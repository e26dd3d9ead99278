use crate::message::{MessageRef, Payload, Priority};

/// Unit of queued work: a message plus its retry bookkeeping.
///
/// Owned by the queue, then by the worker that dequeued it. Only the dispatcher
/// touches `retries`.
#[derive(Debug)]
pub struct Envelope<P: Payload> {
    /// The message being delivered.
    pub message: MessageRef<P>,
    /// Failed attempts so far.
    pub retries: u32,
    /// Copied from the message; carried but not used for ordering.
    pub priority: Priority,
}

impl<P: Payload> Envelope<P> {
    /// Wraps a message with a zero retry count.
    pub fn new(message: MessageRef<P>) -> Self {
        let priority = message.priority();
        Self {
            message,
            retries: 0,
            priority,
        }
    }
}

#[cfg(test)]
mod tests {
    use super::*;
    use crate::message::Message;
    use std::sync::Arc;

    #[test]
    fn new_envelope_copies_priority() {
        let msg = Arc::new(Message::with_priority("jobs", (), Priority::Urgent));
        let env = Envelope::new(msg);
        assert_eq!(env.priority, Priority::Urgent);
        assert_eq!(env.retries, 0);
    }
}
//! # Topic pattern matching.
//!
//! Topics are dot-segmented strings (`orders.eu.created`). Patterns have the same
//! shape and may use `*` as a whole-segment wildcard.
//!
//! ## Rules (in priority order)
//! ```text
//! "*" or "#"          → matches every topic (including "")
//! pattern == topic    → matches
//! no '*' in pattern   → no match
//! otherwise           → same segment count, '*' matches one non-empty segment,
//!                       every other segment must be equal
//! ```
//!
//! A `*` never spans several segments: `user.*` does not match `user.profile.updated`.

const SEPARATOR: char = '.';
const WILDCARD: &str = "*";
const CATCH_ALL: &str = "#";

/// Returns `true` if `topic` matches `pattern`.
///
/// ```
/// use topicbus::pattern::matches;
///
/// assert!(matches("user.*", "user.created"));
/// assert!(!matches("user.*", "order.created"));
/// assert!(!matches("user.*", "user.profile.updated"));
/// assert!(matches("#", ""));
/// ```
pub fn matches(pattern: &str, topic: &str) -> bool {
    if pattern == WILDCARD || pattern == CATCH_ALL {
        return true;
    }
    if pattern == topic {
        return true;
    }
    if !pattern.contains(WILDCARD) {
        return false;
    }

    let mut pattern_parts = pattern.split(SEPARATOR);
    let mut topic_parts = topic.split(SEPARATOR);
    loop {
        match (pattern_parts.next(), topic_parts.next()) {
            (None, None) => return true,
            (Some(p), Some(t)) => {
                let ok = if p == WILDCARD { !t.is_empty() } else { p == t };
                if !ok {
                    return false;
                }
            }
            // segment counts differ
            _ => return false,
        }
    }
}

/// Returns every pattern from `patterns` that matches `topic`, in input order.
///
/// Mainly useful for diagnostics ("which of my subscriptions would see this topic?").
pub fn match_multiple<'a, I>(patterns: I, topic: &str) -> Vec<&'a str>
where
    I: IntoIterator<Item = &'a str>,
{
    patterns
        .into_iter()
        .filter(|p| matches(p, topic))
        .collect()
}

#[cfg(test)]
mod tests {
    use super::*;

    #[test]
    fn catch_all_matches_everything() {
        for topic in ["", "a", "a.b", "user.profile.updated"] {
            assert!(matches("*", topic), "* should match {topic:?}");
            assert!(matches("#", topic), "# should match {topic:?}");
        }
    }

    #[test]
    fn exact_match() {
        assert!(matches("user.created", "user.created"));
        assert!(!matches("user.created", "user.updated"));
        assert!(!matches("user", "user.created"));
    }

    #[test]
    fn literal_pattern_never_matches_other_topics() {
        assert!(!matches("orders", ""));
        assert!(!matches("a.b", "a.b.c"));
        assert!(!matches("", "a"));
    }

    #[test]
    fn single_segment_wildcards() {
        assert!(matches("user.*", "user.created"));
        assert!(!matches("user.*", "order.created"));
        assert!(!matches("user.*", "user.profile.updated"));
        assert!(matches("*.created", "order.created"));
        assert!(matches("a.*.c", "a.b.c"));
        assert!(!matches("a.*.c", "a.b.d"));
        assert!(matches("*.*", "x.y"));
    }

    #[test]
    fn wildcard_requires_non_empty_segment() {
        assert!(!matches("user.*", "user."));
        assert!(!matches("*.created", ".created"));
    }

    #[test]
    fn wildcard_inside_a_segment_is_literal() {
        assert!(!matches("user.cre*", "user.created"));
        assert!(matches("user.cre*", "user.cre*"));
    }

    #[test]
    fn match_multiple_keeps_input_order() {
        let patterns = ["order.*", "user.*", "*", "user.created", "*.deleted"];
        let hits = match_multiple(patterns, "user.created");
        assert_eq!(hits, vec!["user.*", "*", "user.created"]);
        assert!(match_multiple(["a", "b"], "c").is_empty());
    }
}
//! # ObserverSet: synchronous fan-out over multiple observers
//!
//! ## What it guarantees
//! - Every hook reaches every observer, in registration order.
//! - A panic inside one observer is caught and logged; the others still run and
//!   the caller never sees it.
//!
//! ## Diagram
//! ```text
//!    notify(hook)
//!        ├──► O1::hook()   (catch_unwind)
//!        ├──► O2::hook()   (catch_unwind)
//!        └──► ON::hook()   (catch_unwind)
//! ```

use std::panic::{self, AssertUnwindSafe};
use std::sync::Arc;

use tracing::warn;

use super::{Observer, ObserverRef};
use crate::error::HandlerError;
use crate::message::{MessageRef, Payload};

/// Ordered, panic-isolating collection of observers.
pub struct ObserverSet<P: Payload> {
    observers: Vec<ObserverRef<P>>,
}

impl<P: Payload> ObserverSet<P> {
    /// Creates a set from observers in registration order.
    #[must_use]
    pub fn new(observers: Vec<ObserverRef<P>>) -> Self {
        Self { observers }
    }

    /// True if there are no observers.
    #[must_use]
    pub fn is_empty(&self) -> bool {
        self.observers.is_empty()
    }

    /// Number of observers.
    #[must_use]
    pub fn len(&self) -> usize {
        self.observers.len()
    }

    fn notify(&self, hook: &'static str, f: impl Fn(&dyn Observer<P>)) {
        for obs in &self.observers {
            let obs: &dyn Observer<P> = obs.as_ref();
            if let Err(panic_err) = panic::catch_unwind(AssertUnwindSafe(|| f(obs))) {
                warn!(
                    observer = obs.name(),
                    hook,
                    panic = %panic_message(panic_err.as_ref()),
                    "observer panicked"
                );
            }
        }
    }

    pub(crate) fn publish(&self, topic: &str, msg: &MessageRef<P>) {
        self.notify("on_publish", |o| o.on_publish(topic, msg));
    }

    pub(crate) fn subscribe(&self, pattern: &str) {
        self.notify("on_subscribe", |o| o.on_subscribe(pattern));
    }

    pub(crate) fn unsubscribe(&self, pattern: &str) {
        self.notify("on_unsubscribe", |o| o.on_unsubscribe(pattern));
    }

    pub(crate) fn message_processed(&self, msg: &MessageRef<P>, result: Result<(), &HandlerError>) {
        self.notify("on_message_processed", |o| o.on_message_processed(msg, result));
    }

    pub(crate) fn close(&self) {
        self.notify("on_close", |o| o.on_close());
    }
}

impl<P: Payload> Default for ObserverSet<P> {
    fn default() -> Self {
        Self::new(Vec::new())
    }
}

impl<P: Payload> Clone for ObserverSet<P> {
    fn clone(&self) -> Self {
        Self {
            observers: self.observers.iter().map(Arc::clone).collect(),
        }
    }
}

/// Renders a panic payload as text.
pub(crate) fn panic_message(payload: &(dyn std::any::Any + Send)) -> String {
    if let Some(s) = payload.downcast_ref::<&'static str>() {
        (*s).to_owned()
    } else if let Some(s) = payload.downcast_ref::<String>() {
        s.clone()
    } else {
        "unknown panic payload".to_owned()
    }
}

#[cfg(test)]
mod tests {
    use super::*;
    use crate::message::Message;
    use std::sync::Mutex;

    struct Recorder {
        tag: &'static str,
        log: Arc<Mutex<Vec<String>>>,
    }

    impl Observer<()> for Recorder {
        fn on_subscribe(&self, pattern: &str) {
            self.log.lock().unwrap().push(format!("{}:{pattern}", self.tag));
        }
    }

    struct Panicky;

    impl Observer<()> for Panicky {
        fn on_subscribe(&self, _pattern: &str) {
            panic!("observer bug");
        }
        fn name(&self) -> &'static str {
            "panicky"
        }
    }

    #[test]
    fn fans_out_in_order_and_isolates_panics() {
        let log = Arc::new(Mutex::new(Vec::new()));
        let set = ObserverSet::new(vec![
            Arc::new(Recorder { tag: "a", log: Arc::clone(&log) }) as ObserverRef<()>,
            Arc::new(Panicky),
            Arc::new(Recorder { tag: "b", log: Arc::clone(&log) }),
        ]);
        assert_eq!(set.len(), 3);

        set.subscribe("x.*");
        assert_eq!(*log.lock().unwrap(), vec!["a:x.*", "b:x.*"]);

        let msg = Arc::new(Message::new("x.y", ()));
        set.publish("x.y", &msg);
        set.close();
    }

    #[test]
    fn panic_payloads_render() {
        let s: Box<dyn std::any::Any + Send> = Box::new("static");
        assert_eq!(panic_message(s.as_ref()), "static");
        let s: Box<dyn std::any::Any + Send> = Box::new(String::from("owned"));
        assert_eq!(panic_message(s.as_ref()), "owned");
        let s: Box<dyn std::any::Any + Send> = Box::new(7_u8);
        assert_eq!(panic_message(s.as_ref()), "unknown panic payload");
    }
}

::::::::::

# What is being asked
Beginning of the records through the line with "let env = Envelope::new(msg);": return that span exactly and stop there.

# Response area
repository e26dd3d9ead99278
use crate::message::{MessageRef, Payload, Priority};

/// Unit of queued work: a message plus its retry bookkeeping.
///
/// Owned by the queue, then by the worker that dequeued it. Only the dispatcher
/// touches `retries`.
#[derive(Debug)]
pub struct Envelope<P: Payload> {
    /// The message being delivered.
    pub message: MessageRef<P>,
    /// Failed attempts so far.
    pub retries: u32,
    /// Copied from the message; carried but not used for ordering.
    pub priority: Priority,
}

impl<P: Payload> Envelope<P> {
    /// Wraps a message with a zero retry count.
    pub fn new(message: MessageRef<P>) -> Self {
        let priority = message.priority();
        Self {
            message,
            retries: 0,
            priority,
        }
    }
}

#[cfg(test)]
mod tests {
    use super::*;
    use crate::message::Message;
    use std::sync::Arc;

    #[test]
    fn new_envelope_copies_priority() {
        let msg = Arc::new(Message::with_priority("jobs", (), Priority::Urgent));
        let env = Envelope::new(msg);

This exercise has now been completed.